Among the records below, find the lines with the word "PipelineInputs" and copy them.

◆ Records for processing
== Segment start ==
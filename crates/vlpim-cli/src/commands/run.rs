use anyhow::Context;
use std::collections::HashMap;
use std::path::PathBuf;
use std::sync::Arc;
use tracing::{info, warn};
use vlpim_common::PipelineConfig;
use vlpim_pipeline::{
    Collaborators, FastaSequenceGenerator, ImmunogenicityPipeline, PipelineInputs,
    TableBindingPredictor, TableStructureMetrics,
};

pub struct RunFiles {
    pub fasta: PathBuf,
    pub pdb: PathBuf,
    pub epitopes: Option<PathBuf>,
    pub binding_table: PathBuf,
    pub candidates: PathBuf,
    pub structure_metrics: Option<PathBuf>,
}

pub async fn execute(config: PipelineConfig, files: RunFiles) -> anyhow::Result<()> {
    let binding = TableBindingPredictor::load(&files.binding_table)
        .await
        .with_context(|| format!("reading binding table {}", files.binding_table.display()))?;
    let generator = FastaSequenceGenerator::load(&files.candidates)
        .await
        .with_context(|| format!("reading candidates {}", files.candidates.display()))?;
    let metrics = match &files.structure_metrics {
        Some(path) => TableStructureMetrics::load(path)
            .await
            .with_context(|| format!("reading structure metrics {}", path.display()))?,
        None => {
            warn!("No structure metrics given, candidates will be ranked without structural data");
            TableStructureMetrics::new(HashMap::new())
        }
    };
    let metrics = Arc::new(metrics);

    let collaborators = Collaborators {
        binding: Arc::new(binding),
        generator: Arc::new(generator),
        structure: metrics.clone(),
        interface: metrics,
    };
    let pipeline = ImmunogenicityPipeline::new(config, collaborators)?;

    let mut inputs = PipelineInputs::new(files.fasta, files.pdb);
    if let Some(path) = files.epitopes {
        inputs = inputs.with_user_epitopes(path);
    }

    let run = pipeline.run(&inputs).await.context("pipeline run failed")?;
    info!(
        "Results in {:?}: {} ranked, {} passing filters, {} warnings",
        run.summary.output_dir,
        run.summary.ranked,
        run.summary.passing_filters,
        run.summary.warnings.len()
    );
    Ok(())
}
== Segment end ==
◆ Exercise result
    Collaborators, FastaSequenceGenerator, ImmunogenicityPipeline, PipelineInputs,
    let mut inputs = PipelineInputs::new(files.fasta, files.pdb);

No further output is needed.